● Input data
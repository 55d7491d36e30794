//! Hyperparameter check: per-model-type schemas.
//!
//! Each model family carries its own rule table: required and optional
//! keys, numeric ranges, and allowed string values. Validation is one
//! dispatch on the type tag over a static table, with no per-type
//! code paths. Unknown keys are flagged but never fail: training tooling
//! may be newer than this crate.

use crate::config::ModelType;
use crate::result::ValidationCheckResult;
use serde_json::Value;
use std::collections::BTreeMap;

/// Value constraint for one hyperparameter key.
#[derive(Debug, Clone, Copy)]
pub enum ParamKind {
    Int { min: i64, max: i64 },
    Float { min: f64, max: f64 },
    Text { allowed: &'static [&'static str] },
}

/// One schema rule.
#[derive(Debug, Clone, Copy)]
pub struct ParamRule {
    pub key: &'static str,
    pub required: bool,
    pub kind: ParamKind,
}

const fn int(key: &'static str, required: bool, min: i64, max: i64) -> ParamRule {
    ParamRule {
        key,
        required,
        kind: ParamKind::Int { min, max },
    }
}

const fn float(key: &'static str, required: bool, min: f64, max: f64) -> ParamRule {
    ParamRule {
        key,
        required,
        kind: ParamKind::Float { min, max },
    }
}

const fn text(key: &'static str, required: bool, allowed: &'static [&'static str]) -> ParamRule {
    ParamRule {
        key,
        required,
        kind: ParamKind::Text { allowed },
    }
}

const GRADIENT_BOOSTING: &[ParamRule] = &[
    int("num_leaves", true, 2, 256),
    float("learning_rate", true, 1e-6, 1.0),
    int("n_estimators", true, 1, 10_000),
    int("max_depth", false, -1, 64),
    float("feature_fraction", false, 0.1, 1.0),
    int("min_data_in_leaf", false, 1, 10_000),
    text("boosting_type", false, &["gbdt", "dart", "goss"]),
];

const RANDOM_FOREST: &[ParamRule] = &[
    int("n_estimators", true, 1, 5_000),
    int("max_depth", true, 1, 128),
    int("min_samples_split", false, 2, 1_000),
    int("min_samples_leaf", false, 1, 1_000),
    text("max_features", false, &["sqrt", "log2", "all"]),
];

const LSTM: &[ParamRule] = &[
    int("units", true, 1, 4_096),
    int("layers", true, 1, 16),
    float("dropout", true, 0.0, 0.9),
    float("learning_rate", true, 1e-6, 1.0),
    int("sequence_length", true, 2, 512),
    int("batch_size", false, 1, 4_096),
    int("epochs", false, 1, 1_000),
    text("optimizer", false, &["adam", "sgd", "rmsprop"]),
];

const ENSEMBLE: &[ParamRule] = &[
    text("method", true, &["average", "weighted", "stacking"]),
    int("n_members", true, 2, 32),
    float("vote_threshold", false, 0.0, 1.0),
];

/// The rule table for a model family.
pub fn schema_for(model_type: ModelType) -> &'static [ParamRule] {
    match model_type {
        ModelType::GradientBoosting => GRADIENT_BOOSTING,
        ModelType::RandomForest => RANDOM_FOREST,
        ModelType::Lstm => LSTM,
        ModelType::Ensemble => ENSEMBLE,
    }
}

pub fn validate(
    model_type: ModelType,
    params: &BTreeMap<String, Value>,
) -> ValidationCheckResult {
    let mut result = ValidationCheckResult::passing();
    result.record("model_type", model_type.as_str());

    let schema = schema_for(model_type);

    for rule in schema {
        match params.get(rule.key) {
            None if rule.required => {
                result.fail(format!(
                    "missing required hyperparameter '{}' for {model_type}",
                    rule.key
                ));
            }
            None => {}
            Some(value) => {
                result.record(rule.key, value);
                check_value(rule, value, &mut result);
            }
        }
    }

    for key in params.keys() {
        if !schema.iter().any(|rule| rule.key == key.as_str()) {
            result.warn(format!(
                "unknown hyperparameter '{key}' for {model_type} (ignored)"
            ));
        }
    }

    result
}

fn check_value(rule: &ParamRule, value: &Value, result: &mut ValidationCheckResult) {
    match rule.kind {
        ParamKind::Int { min, max } => match value.as_i64() {
            Some(v) if (min..=max).contains(&v) => {}
            Some(v) => result.fail(format!(
                "'{}' = {v} is out of range [{min}, {max}]",
                rule.key
            )),
            None => result.fail(format!(
                "'{}' must be an integer, got {value}",
                rule.key
            )),
        },
        ParamKind::Float { min, max } => match value.as_f64() {
            Some(v) if v >= min && v <= max => {}
            Some(v) => result.fail(format!(
                "'{}' = {v} is out of range [{min}, {max}]",
                rule.key
            )),
            None => result.fail(format!("'{}' must be a number, got {value}", rule.key)),
        },
        ParamKind::Text { allowed } => match value.as_str() {
            Some(v) if allowed.contains(&v) => {}
            Some(v) => result.fail(format!(
                "'{}' = '{v}' is not one of {allowed:?}",
                rule.key
            )),
            None => result.fail(format!("'{}' must be a string, got {value}", rule.key)),
        },
    }
}

#[cfg(test)]
mod tests {
    use super::*;
    use serde_json::json;

    fn gb_params() -> BTreeMap<String, Value> {
        let mut params = BTreeMap::new();
        params.insert("num_leaves".into(), json!(64));
        params.insert("learning_rate".into(), json!(0.05));
        params.insert("n_estimators".into(), json!(500));
        params
    }

    #[test]
    fn valid_gradient_boosting_passes() {
        let result = validate(ModelType::GradientBoosting, &gb_params());
        assert!(result.is_valid, "{:?}", result.errors);
        assert!(result.warnings.is_empty());
    }

    #[test]
    fn leaf_count_over_max_fails() {
        let mut params = gb_params();
        params.insert("num_leaves".into(), json!(300));
        let result = validate(ModelType::GradientBoosting, &params);
        assert!(!result.is_valid);
        assert!(result.errors[0].contains("num_leaves"));
        assert!(result.errors[0].contains("256"));
    }

    #[test]
    fn missing_required_key_fails_each_type() {
        for model_type in [
            ModelType::GradientBoosting,
            ModelType::RandomForest,
            ModelType::Lstm,
            ModelType::Ensemble,
        ] {
            let result = validate(model_type, &BTreeMap::new());
            assert!(!result.is_valid, "{model_type} accepted empty params");
            let required = schema_for(model_type)
                .iter()
                .filter(|r| r.required)
                .count();
            assert_eq!(result.errors.len(), required);
        }
    }

    #[test]
    fn unknown_key_warns_but_passes() {
        let mut params = gb_params();
        params.insert("exotic_knob".into(), json!(123));
        let result = validate(ModelType::GradientBoosting, &params);
        assert!(result.is_valid);
        assert!(result.warnings.iter().any(|w| w.contains("exotic_knob")));
    }

    #[test]
    fn wrong_value_type_fails() {
        let mut params = gb_params();
        params.insert("num_leaves".into(), json!("lots"));
        let result = validate(ModelType::GradientBoosting, &params);
        assert!(!result.is_valid);
        assert!(result.errors[0].contains("integer"));
    }

    #[test]
    fn disallowed_enum_value_fails() {
        let mut params = BTreeMap::new();
        params.insert("method".into(), json!("majority"));
        params.insert("n_members".into(), json!(5));
        let result = validate(ModelType::Ensemble, &params);
        assert!(!result.is_valid);
        assert!(result.errors[0].contains("method"));
    }

    #[test]
    fn float_given_for_int_rule_fails() {
        let mut params = gb_params();
        params.insert("num_leaves".into(), json!(64.5));
        let result = validate(ModelType::GradientBoosting, &params);
        assert!(!result.is_valid);
    }

    #[test]
    fn lstm_dropout_range() {
        let mut params = BTreeMap::new();
        params.insert("units".into(), json!(128));
        params.insert("layers".into(), json!(2));
        params.insert("dropout".into(), json!(0.95));
        params.insert("learning_rate".into(), json!(0.001));
        params.insert("sequence_length".into(), json!(30));
        let result = validate(ModelType::Lstm, &params);
        assert!(!result.is_valid);
        assert!(result.errors[0].contains("dropout"));
    }
}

● Exercise goal
Only lines of the material that contain the word "match" belong in the answer; copy each one.

● Task answer
    match model_type {
        match params.get(rule.key) {
    match rule.kind {
        ParamKind::Int { min, max } => match value.as_i64() {
        ParamKind::Float { min, max } => match value.as_f64() {
        ParamKind::Text { allowed } => match value.as_str() {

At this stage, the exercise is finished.